* EXERCISE GOAL
Tally how many lines in the data below include "tokens", then please reply with only that figure.

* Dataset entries
+-------+
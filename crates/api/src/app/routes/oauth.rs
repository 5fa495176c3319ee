//! OAuth2 protocol endpoints: authorize, token, introspect, revoke.

use std::sync::Arc;

use axum::{
    Form, Json, Router,
    extract::{Extension, Query, rejection::FormRejection},
    http::{HeaderMap, HeaderValue, StatusCode, header},
    response::{IntoResponse, Response},
    routing::{get, post},
};
use base64::Engine as _;
use base64::engine::general_purpose::STANDARD;
use tracing::debug;

use gatekeep_infra::services::{
    AuthorizationRedirect, AuthorizeError, AuthorizeRequest, CLIENT_ASSERTION_TYPE, ClientProof,
};
use gatekeep_infra::{CallContext, EngineError};

use crate::app::dto::{AuthorizeQuery, ClientCredentials, TokenForm, TokenHandleForm};
use crate::app::errors::{json_error, oauth_error};
use crate::app::services::AppServices;

pub fn router() -> Router {
    Router::new()
        .route("/authorize", get(authorize))
        .route("/token", post(token))
        .route("/introspect", post(introspect))
        .route("/revoke", post(revoke))
}

/// Needs a login session cookie; consent is implicit for a signed-in user.
pub async fn authorize(
    Extension(services): Extension<Arc<AppServices>>,
    Extension(ctx): Extension<CallContext>,
    headers: HeaderMap,
    Query(query): Query<AuthorizeQuery>,
) -> Response {
    let req: AuthorizeRequest = query.into();
    let now = services.engine.deps().now();

    let Some((user_id, session_id)) = services.cookies.read(&headers, now) else {
        return json_error(
            StatusCode::UNAUTHORIZED,
            "login_required",
            "sign in with POST /login before authorizing",
        );
    };

    match services.engine.authorization.authorize(&ctx, &req, user_id, session_id).await {
        Ok(issued) => redirect(&ctx, issued.redirect()),
        Err(AuthorizeError::Redirect(redirect_to)) => redirect(&ctx, redirect_to),
        Err(AuthorizeError::Direct(err)) => oauth_error(&ctx, &err),
    }
}

fn redirect(ctx: &CallContext, to: AuthorizationRedirect) -> Response {
    let url = match to.to_url() {
        Ok(url) => url,
        Err(err) => return oauth_error(ctx, &err),
    };
    match HeaderValue::from_str(url.as_str()) {
        Ok(location) => (StatusCode::FOUND, [(header::LOCATION, location)]).into_response(),
        Err(_) => oauth_error(ctx, &EngineError::Internal("redirect target not a valid header".to_string())),
    }
}

pub async fn token(
    Extension(services): Extension<Arc<AppServices>>,
    Extension(ctx): Extension<CallContext>,
    headers: HeaderMap,
    form: Result<Form<TokenForm>, FormRejection>,
) -> Response {
    let Ok(Form(form)) = form else {
        return oauth_error(&ctx, &EngineError::invalid_request("expected a form-encoded body"));
    };
    let result = async {
        let credentials = client_credentials(&headers, form.client_id.clone(), form.client_secret.clone())?;
        let credentials = with_assertion(
            credentials,
            form.client_assertion_type.as_deref(),
            form.client_assertion.clone(),
        )?;
        let req = form.into_request(credentials)?;
        services.engine.tokens.token(&ctx, &req).await
    }
    .await;

    match result {
        Ok(tokens) => no_store((StatusCode::OK, Json(tokens)).into_response()),
        Err(err) => oauth_error(&ctx, &err),
    }
}

/// RFC 7662. Callers authenticate as clients and only see their own tokens.
pub async fn introspect(
    Extension(services): Extension<Arc<AppServices>>,
    Extension(ctx): Extension<CallContext>,
    headers: HeaderMap,
    form: Result<Form<TokenHandleForm>, FormRejection>,
) -> Response {
    let Ok(Form(form)) = form else {
        return oauth_error(&ctx, &EngineError::invalid_request("expected a form-encoded body"));
    };
    let result = async {
        let caller = authenticate(&services, &ctx, &headers, &form).await?;
        let token = required_token(&form)?;
        services.engine.tokens.introspect(&ctx, &caller, token).await
    }
    .await;

    match result {
        Ok(introspection) => no_store((StatusCode::OK, Json(introspection)).into_response()),
        Err(err) => oauth_error(&ctx, &err),
    }
}

/// RFC 7009. Answers 200 whether or not the token existed.
pub async fn revoke(
    Extension(services): Extension<Arc<AppServices>>,
    Extension(ctx): Extension<CallContext>,
    headers: HeaderMap,
    form: Result<Form<TokenHandleForm>, FormRejection>,
) -> Response {
    let Ok(Form(form)) = form else {
        return oauth_error(&ctx, &EngineError::invalid_request("expected a form-encoded body"));
    };
    let result = async {
        let caller = authenticate(&services, &ctx, &headers, &form).await?;
        let token = required_token(&form)?;
        services.engine.tokens.revoke(&ctx, &caller, token).await
    }
    .await;

    match result {
        Ok(()) => StatusCode::OK.into_response(),
        Err(err) => oauth_error(&ctx, &err),
    }
}

async fn authenticate(
    services: &AppServices,
    ctx: &CallContext,
    headers: &HeaderMap,
    form: &TokenHandleForm,
) -> Result<gatekeep_identity::Client, EngineError> {
    let credentials = client_credentials(headers, form.client_id.clone(), form.client_secret.clone())?;
    let credentials = with_assertion(
        credentials,
        form.client_assertion_type.as_deref(),
        form.client_assertion.clone(),
    )?;
    let proof = ClientProof::from_parts(
        credentials.client_secret.as_deref(),
        credentials.client_assertion.as_deref(),
    )?;
    services
        .engine
        .clients
        .authenticate(ctx, &credentials.client_id, proof)
        .await
}

fn required_token(form: &TokenHandleForm) -> Result<&str, EngineError> {
    form.token
        .as_deref()
        .filter(|t| !t.is_empty())
        .ok_or_else(|| EngineError::invalid_request("token is required"))
}

fn no_store(mut response: Response) -> Response {
    let headers = response.headers_mut();
    headers.insert(header::CACHE_CONTROL, HeaderValue::from_static("no-store"));
    headers.insert(header::PRAGMA, HeaderValue::from_static("no-cache"));
    response
}

/// Resolve client credentials per RFC 6749 §2.3.1: HTTP Basic or form
/// fields, never both.
pub(crate) fn client_credentials(
    headers: &HeaderMap,
    form_client_id: Option<String>,
    form_client_secret: Option<String>,
) -> Result<ClientCredentials, EngineError> {
    if let Some(basic) = basic_credentials(headers)? {
        if form_client_secret.is_some() {
            return Err(EngineError::invalid_request(
                "client credentials supplied by more than one method",
            ));
        }
        if form_client_id.as_deref().is_some_and(|id| id != basic.client_id) {
            return Err(EngineError::invalid_request("client_id does not match the Authorization header"));
        }
        return Ok(basic);
    }

    let client_id = form_client_id
        .filter(|id| !id.is_empty())
        .ok_or_else(|| EngineError::invalid_request("client_id is required"))?;
    Ok(ClientCredentials {
        client_id,
        client_secret: form_client_secret.filter(|s| !s.is_empty()),
        client_assertion: None,
    })
}

/// Attach a `private_key_jwt` assertion (RFC 7523 §2.2). Type and assertion
/// travel together, and exclude a secret.
pub(crate) fn with_assertion(
    mut credentials: ClientCredentials,
    assertion_type: Option<&str>,
    assertion: Option<String>,
) -> Result<ClientCredentials, EngineError> {
    let assertion = assertion.filter(|a| !a.is_empty());
    match (assertion_type.filter(|t| !t.is_empty()), assertion) {
        (None, None) => Ok(credentials),
        (Some(CLIENT_ASSERTION_TYPE), Some(assertion)) => {
            if credentials.client_secret.is_some() {
                return Err(EngineError::invalid_request(
                    "client credentials supplied by more than one method",
                ));
            }
            credentials.client_assertion = Some(assertion);
            Ok(credentials)
        }
        (Some(other), Some(_)) => Err(EngineError::invalid_request(format!(
            "unsupported client_assertion_type {other}"
        ))),
        _ => Err(EngineError::invalid_request(
            "client_assertion and client_assertion_type must be sent together",
        )),
    }
}

fn basic_credentials(headers: &HeaderMap) -> Result<Option<ClientCredentials>, EngineError> {
    let Some(value) = headers.get(header::AUTHORIZATION) else {
        return Ok(None);
    };
    let Some(encoded) = value.to_str().ok().and_then(|v| v.strip_prefix("Basic ")) else {
        return Ok(None);
    };

    let decoded = STANDARD.decode(encoded.trim()).map_err(|_| {
        debug!("undecodable basic credentials");
        EngineError::InvalidClient
    })?;
    let decoded = String::from_utf8(decoded).map_err(|_| EngineError::InvalidClient)?;
    let (id, secret) = decoded.split_once(':').ok_or(EngineError::InvalidClient)?;

    let client_id = urlencoding::decode(id).map_err(|_| EngineError::InvalidClient)?.into_owned();
    let client_secret = urlencoding::decode(secret).map_err(|_| EngineError::InvalidClient)?.into_owned();
    Ok(Some(ClientCredentials {
        client_id,
        client_secret: (!client_secret.is_empty()).then_some(client_secret),
        client_assertion: None,
    }))
}

#[cfg(test)]
mod tests {
    use super::*;

    fn basic(id: &str, secret: &str) -> HeaderMap {
        let mut headers = HeaderMap::new();
        let value = format!("Basic {}", STANDARD.encode(format!("{id}:{secret}")));
        headers.insert(header::AUTHORIZATION, HeaderValue::from_str(&value).unwrap());
        headers
    }

    #[test]
    fn basic_credentials_are_url_decoded() {
        let creds = client_credentials(&basic("client%3A1", "s%2Bcret"), None, None).unwrap();
        assert_eq!(creds.client_id, "client:1");
        assert_eq!(creds.client_secret.as_deref(), Some("s+cret"));
    }

    #[test]
    fn form_credentials_are_used_without_basic() {
        let creds = client_credentials(&HeaderMap::new(), Some("c1".into()), Some("s".into())).unwrap();
        assert_eq!(
            creds,
            ClientCredentials {
                client_id: "c1".into(),
                client_secret: Some("s".into()),
                client_assertion: None,
            }
        );

        let public = client_credentials(&HeaderMap::new(), Some("c1".into()), None).unwrap();
        assert_eq!(public.client_secret, None);
    }

    #[test]
    fn mixing_methods_or_omitting_the_client_is_rejected() {
        let err = client_credentials(&basic("c1", "s"), None, Some("s".into())).unwrap_err();
        assert_eq!(err.oauth_error_code(), "invalid_request");

        let err = client_credentials(&basic("c1", "s"), Some("c2".into()), None).unwrap_err();
        assert_eq!(err.oauth_error_code(), "invalid_request");

        let err = client_credentials(&HeaderMap::new(), None, None).unwrap_err();
        assert_eq!(err.oauth_error_code(), "invalid_request");
    }

    #[test]
    fn assertions_need_the_jwt_bearer_type_and_no_secret() {
        let public = || client_credentials(&HeaderMap::new(), Some("c1".into()), None).unwrap();

        let creds = with_assertion(public(), Some(CLIENT_ASSERTION_TYPE), Some("a.b.c".into())).unwrap();
        assert_eq!(creds.client_assertion.as_deref(), Some("a.b.c"));
        assert_eq!(with_assertion(public(), None, None).unwrap(), public());

        for (kind, assertion) in [
            (Some("urn:example:saml"), Some("a.b.c")),
            (Some(CLIENT_ASSERTION_TYPE), None),
            (None, Some("a.b.c")),
        ] {
            let err = with_assertion(public(), kind, assertion.map(str::to_string)).unwrap_err();
            assert_eq!(err.oauth_error_code(), "invalid_request");
        }

        let err = with_assertion(
            client_credentials(&basic("c1", "s"), None, None).unwrap(),
            Some(CLIENT_ASSERTION_TYPE),
            Some("a.b.c".into()),
        )
        .unwrap_err();
        assert_eq!(err.oauth_error_code(), "invalid_request");
    }

    #[test]
    fn garbage_basic_header_is_invalid_client() {
        let mut headers = HeaderMap::new();
        headers.insert(header::AUTHORIZATION, HeaderValue::from_static("Basic ***"));
        assert_eq!(client_credentials(&headers, None, None), Err(EngineError::InvalidClient));
    }
}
+-------+
* ANSWER SECTION
5